• Problem to solve
In this data, count the lines in which "matches" appears and give only that number.

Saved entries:
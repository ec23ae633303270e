//! The approval manager (§4.6): records a `session/request_permission`
//! prompt surfaced by a `ProviderAdapter`, arms its 60-second expiry, and
//! forwards the eventual decision back through `resolve_approval`.
//!
//! Authorization (is the deciding client actually subscribed to this
//! approval's thread?) is the relay's concern, not this crate's — it owns
//! the subscription tables this manager has no reason to know about.
//! `thread_id_for` exposes just enough for the relay to make that call
//! before invoking `resolve`.

use std::sync::Arc;
use std::time::Duration;

use dashmap::DashMap;
use orbit_adapters::{ApprovalOutcome, ApprovalRequest, ProviderAdapter};
use orbit_core::ReliabilityCounters;
use tracing::warn;

use crate::error::{ApprovalError, ApprovalResult};

/// How long a pending approval waits for a decision before it auto-resolves
/// as cancelled (§4.6 step 4).
pub const APPROVAL_TIMEOUT: Duration = Duration::from_secs(60);

struct PendingEntry {
    adapter: Arc<dyn ProviderAdapter>,
    thread_id: String,
    request: ApprovalRequest,
}

/// Correlates in-flight `session/request_permission` prompts with their
/// eventual decisions, one entry per `rpcId` (§4.6: "keyed by rpcId, not
/// by session" — multiple pending approvals per session are expected).
#[derive(Clone, Default)]
pub struct ApprovalManager {
    pending: Arc<DashMap<String, PendingEntry>>,
    counters: Option<Arc<ReliabilityCounters>>,
}

impl ApprovalManager {
    /// An approval manager with nothing pending and no reliability
    /// counters wired in.
    #[must_use]
    pub fn new() -> Self {
        Self::default()
    }

    /// Attach reliability counters; an auto-cancelled timeout increments
    /// `approval_timeouts`. Intended to be chained immediately after
    /// construction.
    #[must_use]
    pub fn with_counters(mut self, counters: Arc<ReliabilityCounters>) -> Self {
        self.counters = Some(counters);
        self
    }

    /// Record a newly surfaced approval request and arm its timeout. The
    /// caller (the relay, wired through `on_approval_request`) is still
    /// responsible for broadcasting the event to subscribed clients.
    pub fn record(&self, adapter: Arc<dyn ProviderAdapter>, thread_id: impl Into<String>, request: ApprovalRequest) {
        let thread_id = thread_id.into();
        let rpc_id = request.rpc_id.clone();
        self.pending.insert(
            rpc_id.clone(),
            PendingEntry {
                adapter: adapter.clone(),
                thread_id,
                request,
            },
        );
        self.arm_timeout(rpc_id, adapter);
    }

    fn arm_timeout(&self, rpc_id: String, adapter: Arc<dyn ProviderAdapter>) {
        let pending = self.pending.clone();
        let counters = self.counters.clone();
        tokio::spawn(async move {
            tokio::time::sleep(APPROVAL_TIMEOUT).await;
            if pending.remove(&rpc_id).is_none() {
                return;
            }
            warn!(rpc_id, "approval timed out with no decision, auto-cancelling");
            if let Some(counters) = &counters {
                counters.inc_approval_timeout();
            }
            if let Err(err) = adapter.resolve_approval(&rpc_id, ApprovalOutcome::Cancelled).await {
                warn!(rpc_id, error = %err, "failed to deliver timeout cancellation to adapter");
            }
        });
    }

    /// The thread id an in-flight approval belongs to, for the relay's
    /// subscription-authorization check.
    #[must_use]
    pub fn thread_id_for(&self, rpc_id: &str) -> Option<String> {
        self.pending.get(rpc_id).map(|entry| entry.thread_id.clone())
    }

    /// The full request detail for an in-flight approval, for rebuilding a
    /// broadcast payload (e.g. when a late-subscribing client needs replay).
    #[must_use]
    pub fn request_for(&self, rpc_id: &str) -> Option<ApprovalRequest> {
        self.pending.get(rpc_id).map(|entry| entry.request.clone())
    }

    /// Resolve a pending approval with a client's decision.
    ///
    /// # Errors
    ///
    /// Returns [`ApprovalError::UnknownOrExpired`] if `rpc_id` has no
    /// pending entry (never recorded, already resolved, or its timeout
    /// already fired), or [`ApprovalError::Adapter`] if the adapter failed
    /// to deliver the outcome.
    pub async fn resolve(&self, rpc_id: &str, outcome: ApprovalOutcome) -> ApprovalResult<()> {
        let (_, entry) = self
            .pending
            .remove(rpc_id)
            .ok_or_else(|| ApprovalError::UnknownOrExpired(rpc_id.to_string()))?;
        entry.adapter.resolve_approval(rpc_id, outcome).await?;
        Ok(())
    }

    /// Number of approvals currently awaiting a decision.
    #[must_use]
    pub fn pending_count(&self) -> usize {
        self.pending.len()
    }
}

#[cfg(test)]
mod tests {
    use super::*;
    use async_trait::async_trait;
    use orbit_adapters::{AdapterResult, ListSessionsParams, ProviderHealth, PromptInput, PromptOptions, TurnAck};
    use orbit_core::session::NormalizedSession;
    use orbit_core::ProviderCapabilities;
    use orbit_normalizer::Normalizer;
    use std::sync::Mutex;

    struct RecordingAdapter {
        resolved: Mutex<Vec<(String, ApprovalOutcome)>>,
        normalizer: Normalizer,
    }

    impl RecordingAdapter {
        fn new() -> Self {
            Self {
                resolved: Mutex::new(Vec::new()),
                normalizer: Normalizer::new().with_counters(Arc::new(ReliabilityCounters::new())),
            }
        }
    }

    #[async_trait]
    impl ProviderAdapter for RecordingAdapter {
        fn provider_id(&self) -> &str {
            "fake"
        }
        async fn start(&self) -> AdapterResult<()> {
            Ok(())
        }
        async fn stop(&self) -> AdapterResult<()> {
            Ok(())
        }
        async fn health(&self) -> ProviderHealth {
            ProviderHealth::healthy("fake", "ok")
        }
        fn capabilities(&self) -> ProviderCapabilities {
            ProviderCapabilities::none()
        }
        async fn list_sessions(&self, _params: ListSessionsParams) -> AdapterResult<Vec<NormalizedSession>> {
            Ok(vec![])
        }
        async fn send_prompt(&self, _session_id: &str, _prompt: PromptInput, _options: Option<PromptOptions>) -> AdapterResult<TurnAck> {
            Ok(TurnAck { turn_id: "t".into(), status: "started".into() })
        }
        async fn on_approval_request(&self, _handler: orbit_adapters::ApprovalRequestHandler) {}
        async fn resolve_approval(&self, rpc_id: &str, outcome: ApprovalOutcome) -> AdapterResult<()> {
            self.resolved.lock().unwrap().push((rpc_id.to_string(), outcome));
            Ok(())
        }
        fn normalizer(&self) -> &Normalizer {
            &self.normalizer
        }
    }

    fn sample_request(rpc_id: &str) -> ApprovalRequest {
        ApprovalRequest {
            rpc_id: rpc_id.to_string(),
            session_id: "sess-1".to_string(),
            tool_call_id: "call-1".to_string(),
            tool_title: Some("Delete file".to_string()),
            tool_kind: Some("fs.delete".to_string()),
            options: vec![],
        }
    }

    #[tokio::test]
    async fn resolve_delivers_outcome_to_adapter_and_clears_entry() {
        let manager = ApprovalManager::new();
        let adapter = Arc::new(RecordingAdapter::new());
        manager.record(adapter.clone(), "codex:sess-1", sample_request("req-1"));

        assert_eq!(manager.pending_count(), 1);
        assert_eq!(manager.thread_id_for("req-1").as_deref(), Some("codex:sess-1"));

        manager
            .resolve("req-1", ApprovalOutcome::Selected { option_id: "allow".into() })
            .await
            .unwrap();

        assert_eq!(manager.pending_count(), 0);
        let resolved = adapter.resolved.lock().unwrap();
        assert_eq!(resolved.len(), 1);
        assert_eq!(resolved[0].0, "req-1");
    }

    #[tokio::test]
    async fn resolve_unknown_rpc_id_errors() {
        let manager = ApprovalManager::new();
        let err = manager.resolve("ghost", ApprovalOutcome::Cancelled).await;
        assert!(matches!(err, Err(ApprovalError::UnknownOrExpired(_))));
    }

    #[tokio::test]
    async fn double_resolve_errors_on_second_call() {
        let manager = ApprovalManager::new();
        let adapter = Arc::new(RecordingAdapter::new());
        manager.record(adapter.clone(), "codex:sess-1", sample_request("req-1"));

        manager.resolve("req-1", ApprovalOutcome::Cancelled).await.unwrap();
        let second = manager.resolve("req-1", ApprovalOutcome::Cancelled).await;
        assert!(second.is_err());
    }

    #[tokio::test(start_paused = true)]
    async fn timeout_auto_cancels_and_clears_entry() {
        let manager = ApprovalManager::new();
        let adapter = Arc::new(RecordingAdapter::new());
        manager.record(adapter.clone(), "codex:sess-1", sample_request("req-1"));

        tokio::time::advance(APPROVAL_TIMEOUT + Duration::from_secs(1)).await;
        tokio::task::yield_now().await;

        assert_eq!(manager.pending_count(), 0);
        let resolved = adapter.resolved.lock().unwrap();
        assert_eq!(resolved.len(), 1);
        assert!(matches!(resolved[0].1, ApprovalOutcome::Cancelled));
    }

    #[tokio::test(start_paused = true)]
    async fn timeout_increments_the_approval_timeout_counter() {
        let counters = Arc::new(ReliabilityCounters::new());
        let manager = ApprovalManager::new().with_counters(counters.clone());
        let adapter = Arc::new(RecordingAdapter::new());
        manager.record(adapter.clone(), "codex:sess-1", sample_request("req-1"));

        tokio::time::advance(APPROVAL_TIMEOUT + Duration::from_secs(1)).await;
        tokio::task::yield_now().await;

        assert_eq!(counters.snapshot().approval_timeouts, 1);
    }
}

• Solution to this problem
2